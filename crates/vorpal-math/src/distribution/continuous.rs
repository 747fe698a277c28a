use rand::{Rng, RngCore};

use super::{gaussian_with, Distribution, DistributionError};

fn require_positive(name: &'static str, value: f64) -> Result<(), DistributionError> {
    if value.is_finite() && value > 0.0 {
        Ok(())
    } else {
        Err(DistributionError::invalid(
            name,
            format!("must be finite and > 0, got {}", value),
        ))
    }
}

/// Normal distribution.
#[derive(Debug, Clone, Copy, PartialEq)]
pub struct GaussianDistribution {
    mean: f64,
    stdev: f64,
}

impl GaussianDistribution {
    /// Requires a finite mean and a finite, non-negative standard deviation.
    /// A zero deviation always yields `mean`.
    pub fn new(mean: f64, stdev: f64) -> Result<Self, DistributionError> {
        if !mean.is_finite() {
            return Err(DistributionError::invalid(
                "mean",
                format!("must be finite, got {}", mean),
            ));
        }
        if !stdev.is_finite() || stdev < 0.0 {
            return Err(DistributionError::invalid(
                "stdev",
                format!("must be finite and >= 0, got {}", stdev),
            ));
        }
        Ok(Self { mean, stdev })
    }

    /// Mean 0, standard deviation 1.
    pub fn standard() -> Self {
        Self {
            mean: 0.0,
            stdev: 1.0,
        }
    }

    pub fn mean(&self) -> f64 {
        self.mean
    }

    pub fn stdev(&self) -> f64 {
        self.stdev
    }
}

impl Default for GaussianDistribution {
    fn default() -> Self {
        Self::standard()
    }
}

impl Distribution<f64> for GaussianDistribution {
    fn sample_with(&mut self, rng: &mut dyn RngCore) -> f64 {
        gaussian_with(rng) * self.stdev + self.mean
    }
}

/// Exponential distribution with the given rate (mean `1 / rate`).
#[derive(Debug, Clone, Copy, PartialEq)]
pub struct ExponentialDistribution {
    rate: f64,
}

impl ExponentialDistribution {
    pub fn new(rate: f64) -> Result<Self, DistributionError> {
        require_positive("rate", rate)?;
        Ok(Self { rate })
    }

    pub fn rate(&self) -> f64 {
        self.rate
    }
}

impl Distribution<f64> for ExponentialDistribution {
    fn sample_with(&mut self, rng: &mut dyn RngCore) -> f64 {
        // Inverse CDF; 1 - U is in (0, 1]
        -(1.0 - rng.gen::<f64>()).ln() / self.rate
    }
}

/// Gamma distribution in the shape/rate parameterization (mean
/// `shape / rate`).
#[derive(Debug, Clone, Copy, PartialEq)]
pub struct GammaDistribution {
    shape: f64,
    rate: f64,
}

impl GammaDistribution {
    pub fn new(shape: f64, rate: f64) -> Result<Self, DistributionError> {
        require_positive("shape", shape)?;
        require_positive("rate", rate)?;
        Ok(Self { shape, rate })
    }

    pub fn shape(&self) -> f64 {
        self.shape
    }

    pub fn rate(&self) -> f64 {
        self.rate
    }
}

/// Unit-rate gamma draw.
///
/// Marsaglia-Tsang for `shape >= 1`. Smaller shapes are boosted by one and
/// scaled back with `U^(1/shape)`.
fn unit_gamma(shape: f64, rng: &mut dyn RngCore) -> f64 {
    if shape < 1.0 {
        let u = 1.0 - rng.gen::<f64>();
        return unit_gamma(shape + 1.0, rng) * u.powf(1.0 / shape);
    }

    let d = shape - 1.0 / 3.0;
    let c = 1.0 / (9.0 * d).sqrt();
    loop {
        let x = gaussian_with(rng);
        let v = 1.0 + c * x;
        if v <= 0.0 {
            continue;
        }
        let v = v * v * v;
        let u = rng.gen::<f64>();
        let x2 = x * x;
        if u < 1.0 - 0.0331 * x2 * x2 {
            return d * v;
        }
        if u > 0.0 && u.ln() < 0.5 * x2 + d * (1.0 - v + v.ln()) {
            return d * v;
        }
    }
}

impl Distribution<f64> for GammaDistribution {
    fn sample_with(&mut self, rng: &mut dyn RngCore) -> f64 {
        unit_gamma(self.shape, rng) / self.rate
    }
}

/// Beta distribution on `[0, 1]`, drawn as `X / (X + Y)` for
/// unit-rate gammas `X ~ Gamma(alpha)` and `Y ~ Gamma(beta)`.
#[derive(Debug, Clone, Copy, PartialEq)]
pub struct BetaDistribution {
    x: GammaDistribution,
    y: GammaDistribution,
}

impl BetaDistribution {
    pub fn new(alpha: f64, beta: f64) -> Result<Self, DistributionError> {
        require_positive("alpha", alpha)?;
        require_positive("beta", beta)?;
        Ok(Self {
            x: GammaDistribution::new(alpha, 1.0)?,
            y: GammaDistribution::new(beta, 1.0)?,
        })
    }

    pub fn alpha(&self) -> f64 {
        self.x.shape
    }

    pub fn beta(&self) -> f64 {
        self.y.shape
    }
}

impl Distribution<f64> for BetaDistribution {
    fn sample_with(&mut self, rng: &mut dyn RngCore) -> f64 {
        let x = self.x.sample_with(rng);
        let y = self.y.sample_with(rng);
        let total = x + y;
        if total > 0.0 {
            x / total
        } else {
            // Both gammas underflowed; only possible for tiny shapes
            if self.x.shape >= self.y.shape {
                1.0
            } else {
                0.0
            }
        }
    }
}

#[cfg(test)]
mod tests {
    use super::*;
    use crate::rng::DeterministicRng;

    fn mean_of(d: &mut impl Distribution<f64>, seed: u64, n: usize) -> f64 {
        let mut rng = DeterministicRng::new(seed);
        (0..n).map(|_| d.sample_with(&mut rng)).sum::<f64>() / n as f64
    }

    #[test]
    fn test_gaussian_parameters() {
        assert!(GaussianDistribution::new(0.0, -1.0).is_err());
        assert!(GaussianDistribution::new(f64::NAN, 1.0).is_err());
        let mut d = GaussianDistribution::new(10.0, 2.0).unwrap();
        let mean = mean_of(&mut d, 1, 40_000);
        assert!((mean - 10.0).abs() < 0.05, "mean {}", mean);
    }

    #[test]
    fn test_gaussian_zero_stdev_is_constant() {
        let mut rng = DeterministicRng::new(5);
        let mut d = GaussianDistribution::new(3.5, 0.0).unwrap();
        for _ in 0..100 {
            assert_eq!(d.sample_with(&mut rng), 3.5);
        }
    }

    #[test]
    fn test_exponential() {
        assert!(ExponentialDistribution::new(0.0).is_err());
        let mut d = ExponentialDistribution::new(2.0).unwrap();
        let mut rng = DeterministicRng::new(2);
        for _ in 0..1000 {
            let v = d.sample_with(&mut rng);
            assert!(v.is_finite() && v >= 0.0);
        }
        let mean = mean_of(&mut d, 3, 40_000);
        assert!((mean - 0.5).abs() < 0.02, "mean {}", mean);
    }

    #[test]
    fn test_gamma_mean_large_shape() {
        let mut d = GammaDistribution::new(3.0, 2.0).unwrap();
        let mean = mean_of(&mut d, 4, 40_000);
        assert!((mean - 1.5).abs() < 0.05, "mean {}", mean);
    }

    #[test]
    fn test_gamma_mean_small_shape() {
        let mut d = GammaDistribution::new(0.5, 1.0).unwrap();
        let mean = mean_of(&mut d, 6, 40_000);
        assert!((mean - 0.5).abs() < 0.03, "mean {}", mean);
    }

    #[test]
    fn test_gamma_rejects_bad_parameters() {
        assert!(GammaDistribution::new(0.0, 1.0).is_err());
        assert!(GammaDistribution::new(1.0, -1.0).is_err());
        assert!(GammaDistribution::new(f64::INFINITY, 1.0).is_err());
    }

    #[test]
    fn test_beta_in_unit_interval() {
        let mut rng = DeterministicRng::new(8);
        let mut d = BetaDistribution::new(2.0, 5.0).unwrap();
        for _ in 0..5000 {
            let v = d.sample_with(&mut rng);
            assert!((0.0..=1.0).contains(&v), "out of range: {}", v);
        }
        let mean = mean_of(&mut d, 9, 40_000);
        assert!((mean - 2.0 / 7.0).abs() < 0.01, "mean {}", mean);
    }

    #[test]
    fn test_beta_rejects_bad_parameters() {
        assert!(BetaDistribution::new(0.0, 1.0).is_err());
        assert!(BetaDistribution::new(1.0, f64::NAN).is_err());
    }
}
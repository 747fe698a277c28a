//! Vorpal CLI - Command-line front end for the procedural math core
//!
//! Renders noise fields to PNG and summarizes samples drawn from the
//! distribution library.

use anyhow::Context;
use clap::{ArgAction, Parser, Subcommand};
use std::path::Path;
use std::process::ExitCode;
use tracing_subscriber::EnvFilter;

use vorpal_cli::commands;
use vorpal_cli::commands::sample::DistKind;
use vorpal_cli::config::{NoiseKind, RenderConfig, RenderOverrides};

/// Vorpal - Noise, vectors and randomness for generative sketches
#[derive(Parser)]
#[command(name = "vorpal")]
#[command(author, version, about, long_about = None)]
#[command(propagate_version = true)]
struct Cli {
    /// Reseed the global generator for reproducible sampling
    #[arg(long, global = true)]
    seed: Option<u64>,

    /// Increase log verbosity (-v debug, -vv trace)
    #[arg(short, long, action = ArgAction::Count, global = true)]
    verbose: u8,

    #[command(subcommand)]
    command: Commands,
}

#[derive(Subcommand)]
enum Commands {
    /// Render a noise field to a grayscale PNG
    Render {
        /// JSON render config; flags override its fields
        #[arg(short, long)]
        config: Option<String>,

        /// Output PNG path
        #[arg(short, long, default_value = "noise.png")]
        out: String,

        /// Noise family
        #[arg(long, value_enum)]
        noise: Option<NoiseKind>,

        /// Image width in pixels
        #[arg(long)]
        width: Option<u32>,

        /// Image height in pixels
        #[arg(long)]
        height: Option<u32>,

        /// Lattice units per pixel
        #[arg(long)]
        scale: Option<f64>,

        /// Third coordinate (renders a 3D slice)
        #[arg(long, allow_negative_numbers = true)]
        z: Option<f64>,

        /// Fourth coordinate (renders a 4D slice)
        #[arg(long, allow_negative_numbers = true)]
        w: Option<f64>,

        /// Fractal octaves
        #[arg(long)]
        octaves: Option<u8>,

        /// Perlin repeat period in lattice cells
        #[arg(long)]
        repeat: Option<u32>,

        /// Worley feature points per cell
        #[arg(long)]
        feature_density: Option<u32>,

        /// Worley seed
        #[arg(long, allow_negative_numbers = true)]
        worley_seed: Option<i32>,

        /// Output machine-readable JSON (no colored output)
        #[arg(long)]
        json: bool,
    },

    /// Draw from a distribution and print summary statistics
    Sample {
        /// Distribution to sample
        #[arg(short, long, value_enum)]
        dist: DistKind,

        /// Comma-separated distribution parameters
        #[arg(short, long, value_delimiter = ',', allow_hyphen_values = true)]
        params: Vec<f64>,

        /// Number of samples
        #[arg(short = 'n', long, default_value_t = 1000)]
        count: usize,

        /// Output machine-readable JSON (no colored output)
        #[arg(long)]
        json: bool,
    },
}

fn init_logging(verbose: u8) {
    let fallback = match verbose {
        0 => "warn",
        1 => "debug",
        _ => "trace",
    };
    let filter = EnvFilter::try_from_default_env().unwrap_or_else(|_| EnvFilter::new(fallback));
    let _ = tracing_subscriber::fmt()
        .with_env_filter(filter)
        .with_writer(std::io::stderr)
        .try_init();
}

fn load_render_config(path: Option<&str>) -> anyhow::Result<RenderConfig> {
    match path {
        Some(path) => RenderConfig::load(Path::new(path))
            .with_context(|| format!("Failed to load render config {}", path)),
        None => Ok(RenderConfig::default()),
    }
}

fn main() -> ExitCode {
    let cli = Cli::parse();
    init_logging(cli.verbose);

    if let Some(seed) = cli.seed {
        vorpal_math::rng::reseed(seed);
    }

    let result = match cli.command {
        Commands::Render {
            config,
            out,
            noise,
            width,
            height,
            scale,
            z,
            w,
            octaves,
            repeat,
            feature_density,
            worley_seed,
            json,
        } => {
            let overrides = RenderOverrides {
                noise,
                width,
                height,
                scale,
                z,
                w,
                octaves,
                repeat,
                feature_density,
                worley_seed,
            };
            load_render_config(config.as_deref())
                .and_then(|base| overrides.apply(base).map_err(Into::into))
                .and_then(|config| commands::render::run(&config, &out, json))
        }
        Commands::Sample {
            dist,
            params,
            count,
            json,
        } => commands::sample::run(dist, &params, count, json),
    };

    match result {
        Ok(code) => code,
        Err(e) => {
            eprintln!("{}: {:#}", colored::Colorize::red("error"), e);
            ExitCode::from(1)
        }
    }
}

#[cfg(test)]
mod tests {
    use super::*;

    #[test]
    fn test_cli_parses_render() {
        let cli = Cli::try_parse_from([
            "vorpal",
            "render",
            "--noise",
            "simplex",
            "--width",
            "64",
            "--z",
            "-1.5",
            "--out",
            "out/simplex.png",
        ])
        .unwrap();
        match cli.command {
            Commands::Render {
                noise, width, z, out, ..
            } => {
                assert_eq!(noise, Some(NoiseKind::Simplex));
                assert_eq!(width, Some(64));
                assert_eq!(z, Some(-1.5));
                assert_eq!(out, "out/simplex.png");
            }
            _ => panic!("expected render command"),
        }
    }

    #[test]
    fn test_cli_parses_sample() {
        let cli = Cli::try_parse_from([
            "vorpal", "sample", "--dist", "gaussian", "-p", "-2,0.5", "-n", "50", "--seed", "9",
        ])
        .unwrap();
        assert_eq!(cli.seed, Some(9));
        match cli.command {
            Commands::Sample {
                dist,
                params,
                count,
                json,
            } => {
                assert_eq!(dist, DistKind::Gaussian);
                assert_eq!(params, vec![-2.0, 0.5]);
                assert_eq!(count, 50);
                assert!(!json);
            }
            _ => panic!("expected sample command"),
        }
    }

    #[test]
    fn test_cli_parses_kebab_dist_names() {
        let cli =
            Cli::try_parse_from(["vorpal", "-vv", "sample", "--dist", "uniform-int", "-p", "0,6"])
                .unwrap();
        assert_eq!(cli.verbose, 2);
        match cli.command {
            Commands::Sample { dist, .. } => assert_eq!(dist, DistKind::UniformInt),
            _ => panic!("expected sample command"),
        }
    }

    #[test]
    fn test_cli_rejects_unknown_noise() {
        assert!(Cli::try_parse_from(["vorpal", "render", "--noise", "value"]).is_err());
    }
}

****************

#### Aim of the task
The answer must consist of every line from the entries that holds the string "shapes".

#### Solution for this task
/// Marsaglia-Tsang for `shape >= 1`. Smaller shapes are boosted by one and
            // Both gammas underflowed; only possible for tiny shapes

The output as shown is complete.